Added sugar intake was the only difference in dietary intake between the two groups. ND students consumed significantly less added sugar and sugar-sweetened beverages than NM students. However, neither group consumed the recommended daily amount of whole grains or dairy products. These results align with a previous study in which the dietary intake of ND students was better than that of the comparison group, yet recommended daily intake levels for some nutrients were not met [1].

Strengths of this study include: the use of previously validated and/or published measures; the thoroughness of the questionnaire to capture a wide variety of eating and body-related attitudes, beliefs and behaviors; the anonymity of the data to limit bias; and the fact that two time points during graduate school education were evaluated. The fact that a convenience sample was used is a limitation of this study. Another issue that limits generalizability of these findings is the relatively small, cross-sectional nature of the sample. Although a longitudinal sample of greater size was intended, there were no repeat respondents, which may be due to the lengthy nature of the study questionnaire. Future research in this area should focus on longitudinal design with a shorter, more focused questionnaire for repeated measures and larger sample size. The medium to large effects [9] of academic program and its interaction with time spent in graduate school (pre- vs. post-year-one) suggest that further study is warranted.

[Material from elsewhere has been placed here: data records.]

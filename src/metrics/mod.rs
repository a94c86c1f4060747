//! Clustering metric construction from hourly resource and price data.

/// Daily division-average tables with global normalization.
pub mod daily;
/// Multi-day group feature vectors and boundary handling.
pub mod groups;
pub mod ingest;
pub mod types;

// Re-export the main types for convenience
pub use daily::{DailyTables, build_daily_tables};
pub use groups::{BoundaryVector, GroupFeatures, NoFeaturesError, assemble_groups};
pub use ingest::{HourlySet, ShapeError};
pub use types::{
    AveragingBounds, DayPlacement, Metric, MetricConfig, MetricSpec, SourceSeries, Technology,
};
//! Per-day, per-division metric tables built from the hourly series.

use tracing::warn;

use crate::DAYS_PER_YEAR;
use crate::solar::DaylightWindow;

use super::ingest::HourlySet;
use super::types::{AveragingBounds, Metric, MetricConfig};

/// Range floor that keeps min-max normalization defined for constant metrics.
const NORMALIZE_EPS: f64 = 1e-6;

/// Normalized daily division averages for every weighted metric.
///
/// Each table is `[day][division]` over the 365-day year, min-max normalized
/// to [0, 1] over the whole table; metrics with zero weight carry no table.
#[derive(Debug, Clone)]
pub struct DailyTables {
    tables: Vec<Option<Vec<Vec<f64>>>>,
}

impl DailyTables {
    /// Table for one metric, if it was weighted.
    pub fn get(&self, metric: Metric) -> Option<&Vec<Vec<f64>>> {
        self.tables[metric.index()].as_ref()
    }
}

/// Discrete points partially covered by one division, with their averaging
/// weights. A trailing point index equal to the window length carries zero
/// weight and is skipped when accumulating.
struct DivisionPattern {
    points: Vec<usize>,
    weights: Vec<f64>,
}

/// Splits a window of `window_len` points into `n_div` equal spans.
///
/// Spans need not align to whole points: the first and last point of each
/// span are weighted by their covered fraction, interior points by `1/n`
/// where `n` is the (possibly fractional) point count per span.
fn division_patterns(window_len: usize, n_div: usize) -> Vec<DivisionPattern> {
    let n = window_len as f64 / n_div as f64;
    (0..n_div)
        .map(|i| {
            let pstart = i as f64 * n;
            let pend = (i + 1) as f64 * n;
            let first = pstart as usize;
            let last = pend as usize;
            let npt = last - first + 1;
            let mut weights = vec![1.0 / n; npt];
            weights[0] = (1.0 - (pstart - first as f64)) / n;
            weights[npt - 1] = (pend - last as f64) / n;
            DivisionPattern {
                points: (first..=last).collect(),
                weights,
            }
        })
        .collect()
}

/// Builds normalized daily tables for every weighted metric.
///
/// # Arguments
///
/// * `set` - Canonical hourly series on the annual grid
/// * `config` - Metric weights, divisions, and averaging bounds
/// * `daylight` - Solstice daylight window for daylight-bounded metrics
pub fn build_daily_tables(
    set: &HourlySet,
    config: &MetricConfig,
    daylight: &DaylightWindow,
) -> DailyTables {
    let n_pts_day = set.points_per_day();
    let (sunrise_idx, sunset_idx) = daylight.point_range(set.points_per_hour);

    let mut tables: Vec<Option<Vec<Vec<f64>>>> = vec![None; Metric::ALL.len()];
    for metric in config.active() {
        let spec = config.spec(metric);
        let (window_len, p1) = match spec.bounds {
            AveragingBounds::FullDay => (n_pts_day, 0),
            AveragingBounds::SummerDaylight => (sunset_idx - sunrise_idx, sunrise_idx),
        };
        let series = set.series(metric.source());
        let patterns = division_patterns(window_len, spec.divisions);

        let mut table = vec![vec![0.0; spec.divisions]; DAYS_PER_YEAR];
        for (d, row) in table.iter_mut().enumerate() {
            for (i, pattern) in patterns.iter().enumerate() {
                let mut acc = 0.0;
                for (&pt, &w) in pattern.points.iter().zip(&pattern.weights) {
                    if pt >= window_len {
                        // Only the zero-weighted trailing point may land here.
                        if w > 0.0 {
                            warn!(
                                metric = metric.name(),
                                division = i,
                                "weighted point outside the day window"
                            );
                        }
                        continue;
                    }
                    acc += series[d * n_pts_day + p1 + pt] * w;
                }
                row[i] = acc;
            }
        }
        normalize_table(&mut table);
        tables[metric.index()] = Some(table);
    }
    DailyTables { tables }
}

/// Min-max normalizes a table in place over all entries.
fn normalize_table(table: &mut [Vec<f64>]) {
    let mut min = f64::INFINITY;
    let mut max = f64::NEG_INFINITY;
    for row in table.iter() {
        for &v in row {
            min = min.min(v);
            max = max.max(v);
        }
    }
    let denom = (max - min).max(NORMALIZE_EPS);
    for row in table.iter_mut() {
        for v in row.iter_mut() {
            *v = (*v - min) / denom;
        }
    }
}
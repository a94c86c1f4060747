//! Clustering of day-groups into representative periods.

/// Affinity propagation engine.
pub mod affinity;
/// Boundary-group assignment and weight adjustment.
pub mod boundary;
pub mod search;
pub mod set;

use tracing::{debug, warn};

// Re-export the main types for convenience
pub use affinity::{AffinityOutcome, AffinityPropagation, median_similarity};
pub use boundary::{BoundaryAssignment, assign_boundaries};
pub use search::{PreferenceSearch, SearchStep, UpdateRule};
pub use set::{ClusterSet, Partitioning};

/// Tuning knobs for cluster creation.
#[derive(Debug, Clone)]
pub struct ClusterOptions {
    /// Target number of clusters.
    pub n_cluster: usize,
    /// Maximum message-passing iterations per attempt.
    pub max_iter: usize,
    /// Damping factor for message updates.
    pub damping: f64,
    /// Stable iterations required for convergence.
    pub convergence_iter: usize,
    /// Preference multiplier used when count enforcement is off.
    pub preference_mult: f64,
    /// Whether to search for a multiplier that hits the target count.
    pub enforce_count: bool,
    /// Acceptable deviation from the target count.
    pub enforce_tolerance: usize,
    /// Attempt budget for the enforcement search.
    pub enforce_attempts: usize,
    /// Partition matrix construction mode.
    pub partitioning: Partitioning,
    /// Seed for the similarity perturbation.
    pub seed: u64,
}

impl Default for ClusterOptions {
    fn default() -> Self {
        ClusterOptions {
            n_cluster: 20,
            max_iter: 200,
            damping: 0.5,
            convergence_iter: 10,
            preference_mult: 1.0,
            enforce_count: true,
            enforce_tolerance: 0,
            enforce_attempts: 50,
            partitioning: Partitioning::Hard,
            seed: 123,
        }
    }
}

/// Clusters the group rows into representative periods, renumbered in
/// exemplar order.
///
/// A single group short-circuits to [`ClusterSet::singleton`]. With count
/// enforcement on, affinity propagation is rerun under a
/// [`PreferenceSearch`] until the cluster count lands within tolerance of
/// the target or the attempt budget is spent; the last attempt's result is
/// kept either way.
pub fn create_clusters(rows: &[Vec<f64>], options: &ClusterOptions) -> ClusterSet {
    if rows.len() == 1 {
        return ClusterSet::singleton(&rows[0]);
    }

    let median = median_similarity(rows);
    let fit_once = |multiplier: f64, damping: f64| -> ClusterSet {
        let alg = AffinityPropagation {
            damping,
            max_iter: options.max_iter,
            convergence_iter: options.convergence_iter,
            preference: Some(median * multiplier),
            seed: options.seed,
        };
        ClusterSet::from_fit(alg.fit(rows), rows, options.partitioning)
    };

    let mut set = if options.enforce_count {
        let mut search = PreferenceSearch::new(
            options.n_cluster,
            options.enforce_tolerance,
            options.enforce_attempts,
            options.damping,
        );
        let mut set = fit_once(search.multiplier(), search.damping());
        loop {
            debug!(
                n_clusters = set.n_clusters(),
                converged = set.converged,
                multiplier = search.multiplier(),
                "clustering attempt"
            );
            match search.record(set.n_clusters(), set.converged) {
                SearchStep::Converged => break,
                SearchStep::Exhausted => {
                    warn!(
                        target = options.n_cluster,
                        achieved = set.n_clusters(),
                        attempts = search.attempts(),
                        "cluster-count search budget exhausted, keeping last result"
                    );
                    break;
                }
                SearchStep::RetrySame | SearchStep::Propose { .. } => {
                    set = fit_once(search.multiplier(), search.damping());
                }
            }
        }
        set
    } else {
        fit_once(options.preference_mult, options.damping)
    };

    set.sort_by_exemplar();
    set
}
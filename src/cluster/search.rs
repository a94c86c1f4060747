//! Preference-multiplier search toward a target cluster count.

/// Damping increase applied after a diverged attempt.
const DAMPING_STEP: f64 = 0.05;

/// Upper damping bound reached through retries.
const DAMPING_CAP: f64 = 0.95;

/// Under-relaxation factor applied to the secant extrapolation.
const SECANT_RELAXATION: f64 = 0.85;

/// Rule that produced a proposed multiplier.
#[derive(Debug, Clone, Copy, PartialEq, Eq)]
pub enum UpdateRule {
    /// Scale by achieved count over target count.
    Proportional,
    /// Linear extrapolation over the last two successful attempts.
    Secant,
}

/// Next action after recording a clustering attempt.
#[derive(Debug, Clone, Copy, PartialEq)]
pub enum SearchStep {
    /// The attempt diverged. Rerun the same multiplier with more damping.
    RetrySame,
    /// Rerun with the proposed multiplier.
    Propose { multiplier: f64, rule: UpdateRule },
    /// The attempt landed within tolerance of the target count.
    Converged,
    /// The attempt budget is spent; keep the last result.
    Exhausted,
}

/// Searches for the preference multiplier that makes affinity propagation
/// yield a target number of clusters.
///
/// The caller runs one clustering attempt per step, using [`multiplier`]
/// and [`damping`], then feeds the outcome to [`record`] and acts on the
/// returned [`SearchStep`]. Diverged attempts raise damping and repeat the
/// multiplier; converged attempts reset damping and move the multiplier by
/// a proportional or under-relaxed secant rule. Every attempt consumes
/// budget.
///
/// [`multiplier`]: PreferenceSearch::multiplier
/// [`damping`]: PreferenceSearch::damping
/// [`record`]: PreferenceSearch::record
#[derive(Debug, Clone)]
pub struct PreferenceSearch {
    target: usize,
    tolerance: usize,
    budget: usize,
    base_damping: f64,
    damping: f64,
    multiplier: f64,
    /// Last converged attempt as `(multiplier, n_clusters)`.
    previous: Option<(f64, usize)>,
    attempts: usize,
}

impl PreferenceSearch {
    /// Creates a search for `target` clusters (`target >= 1`) accepting
    /// counts within `tolerance`, allowing `budget` attempts and starting
    /// from the configured `damping`.
    pub fn new(target: usize, tolerance: usize, budget: usize, damping: f64) -> Self {
        PreferenceSearch {
            target,
            tolerance,
            budget,
            base_damping: damping,
            damping,
            multiplier: 1.0,
            previous: None,
            attempts: 0,
        }
    }

    /// Multiplier for the next attempt.
    pub fn multiplier(&self) -> f64 {
        self.multiplier
    }

    /// Damping for the next attempt.
    pub fn damping(&self) -> f64 {
        self.damping
    }

    /// Attempts recorded so far.
    pub fn attempts(&self) -> usize {
        self.attempts
    }

    /// Records an attempt run at the current multiplier and damping and
    /// decides the next step.
    pub fn record(&mut self, n_clusters: usize, converged: bool) -> SearchStep {
        self.attempts += 1;
        if !converged {
            self.damping = (self.damping + DAMPING_STEP).min(DAMPING_CAP);
            return self.bounded(SearchStep::RetrySame);
        }

        self.damping = self.base_damping;
        if n_clusters.abs_diff(self.target) <= self.tolerance {
            return SearchStep::Converged;
        }

        let achieved = n_clusters as f64;
        let proportional = self.multiplier * achieved / self.target as f64;
        let (next, rule) = match self.previous {
            Some((prev_mult, prev_n)) if prev_n != n_clusters => {
                let slope = (achieved - prev_n as f64) / (self.multiplier - prev_mult);
                let secant =
                    self.multiplier - SECANT_RELAXATION * (achieved - self.target as f64) / slope;
                if secant > 0.0 {
                    (secant, UpdateRule::Secant)
                } else {
                    (proportional, UpdateRule::Proportional)
                }
            }
            _ => (proportional, UpdateRule::Proportional),
        };
        self.previous = Some((self.multiplier, n_clusters));
        self.multiplier = next;
        self.bounded(SearchStep::Propose {
            multiplier: next,
            rule,
        })
    }

    /// Downgrades the step to `Exhausted` once the budget is spent.
    fn bounded(&self, step: SearchStep) -> SearchStep {
        if self.attempts >= self.budget {
            SearchStep::Exhausted
        } else {
            step
        }
    }
}

#[cfg(test)]
mod tests {
    use super::*;

    #[test]
    fn stops_inside_tolerance() {
        let mut search = PreferenceSearch::new(20, 0, 50, 0.5);
        assert_eq!(search.record(20, true), SearchStep::Converged);
        assert_eq!(search.attempts(), 1);

        let mut wide = PreferenceSearch::new(20, 2, 50, 0.5);
        assert_eq!(wide.record(18, true), SearchStep::Converged);
        let mut off = PreferenceSearch::new(20, 2, 50, 0.5);
        assert!(matches!(off.record(17, true), SearchStep::Propose { .. }));
    }

    #[test]
    fn diverged_attempt_bumps_damping_and_keeps_multiplier() {
        let mut search = PreferenceSearch::new(20, 0, 50, 0.8);
        assert_eq!(search.record(5, false), SearchStep::RetrySame);
        assert!((search.damping() - 0.85).abs() < 1e-12);
        assert_eq!(search.multiplier(), 1.0);
        search.record(5, false);
        search.record(5, false);
        assert!((search.damping() - 0.95).abs() < 1e-12);
        search.record(5, false);
        assert!((search.damping() - 0.95).abs() < 1e-12);
    }

    #[test]
    fn damping_resets_after_a_converged_attempt() {
        let mut search = PreferenceSearch::new(20, 0, 50, 0.5);
        search.record(5, false);
        assert!((search.damping() - 0.55).abs() < 1e-12);
        assert!(matches!(search.record(30, true), SearchStep::Propose { .. }));
        assert!((search.damping() - 0.5).abs() < 1e-12);
    }

    #[test]
    fn first_proposal_is_proportional() {
        let mut search = PreferenceSearch::new(20, 0, 50, 0.5);
        let step = search.record(30, true);
        match step {
            SearchStep::Propose { multiplier, rule } => {
                assert!((multiplier - 1.5).abs() < 1e-12);
                assert_eq!(rule, UpdateRule::Proportional);
            }
            other => panic!("unexpected step {other:?}"),
        }
        assert!((search.multiplier() - 1.5).abs() < 1e-12);
    }

    #[test]
    fn unchanged_count_stays_proportional() {
        let mut search = PreferenceSearch::new(20, 0, 50, 0.5);
        search.record(30, true);
        let step = search.record(30, true);
        match step {
            SearchStep::Propose { multiplier, rule } => {
                assert!((multiplier - 2.25).abs() < 1e-12);
                assert_eq!(rule, UpdateRule::Proportional);
            }
            other => panic!("unexpected step {other:?}"),
        }
    }

    #[test]
    fn secant_extrapolates_between_successful_attempts() {
        let mut search = PreferenceSearch::new(20, 0, 50, 0.5);
        search.record(30, true);
        let step = search.record(26, true);
        // slope (26 - 30) / (1.5 - 1.0) = -8, so the update adds
        // 0.85 * 6 / 8 to the multiplier.
        match step {
            SearchStep::Propose { multiplier, rule } => {
                assert!((multiplier - 2.1375).abs() < 1e-12);
                assert_eq!(rule, UpdateRule::Secant);
            }
            other => panic!("unexpected step {other:?}"),
        }
    }

    #[test]
    fn nonpositive_secant_falls_back_to_proportional() {
        let mut search = PreferenceSearch::new(20, 0, 50, 0.5);
        search.record(2, true);
        let step = search.record(10, true);
        match step {
            SearchStep::Propose { multiplier, rule } => {
                assert!((multiplier - 0.05).abs() < 1e-12);
                assert_eq!(rule, UpdateRule::Proportional);
            }
            other => panic!("unexpected step {other:?}"),
        }
    }

    #[test]
    fn budget_exhaustion_is_reported() {
        let mut search = PreferenceSearch::new(20, 0, 2, 0.5);
        assert!(matches!(search.record(30, true), SearchStep::Propose { .. }));
        assert_eq!(search.record(25, true), SearchStep::Exhausted);
    }

    #[test]
    fn convergence_on_the_last_attempt_wins() {
        let mut search = PreferenceSearch::new(20, 0, 2, 0.5);
        search.record(30, true);
        assert_eq!(search.record(20, true), SearchStep::Converged);
    }

    #[test]
    fn diverged_attempts_consume_budget() {
        let mut search = PreferenceSearch::new(20, 0, 2, 0.5);
        assert_eq!(search.record(5, false), SearchStep::RetrySame);
        assert_eq!(search.record(5, false), SearchStep::Exhausted);
    }
}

In conclusion, this study provides evidence that among female graduate ND students, those at the end of their first year of graduate school exhibited lower dietary restraint, rigid control, and orthorexia scores; and higher intuitive eating and ‘unconditional permission to eat’ scores than incoming ND students. NM students exhibited no such difference between the two time points. However, among students finishing their first year of graduate school, NM students exhibited higher levels of dietary restraint and rigid control and lower ‘unconditional permission to eat’ scores than ND students. Overall, ND students also engaged in more weekly physical activity and consumed less added sugar than NM students. Thus, graduate school educators are in a unique position to consider the ways in which specific graduate school programs may impact the eating and body-related attitudes, beliefs and behaviors of their students.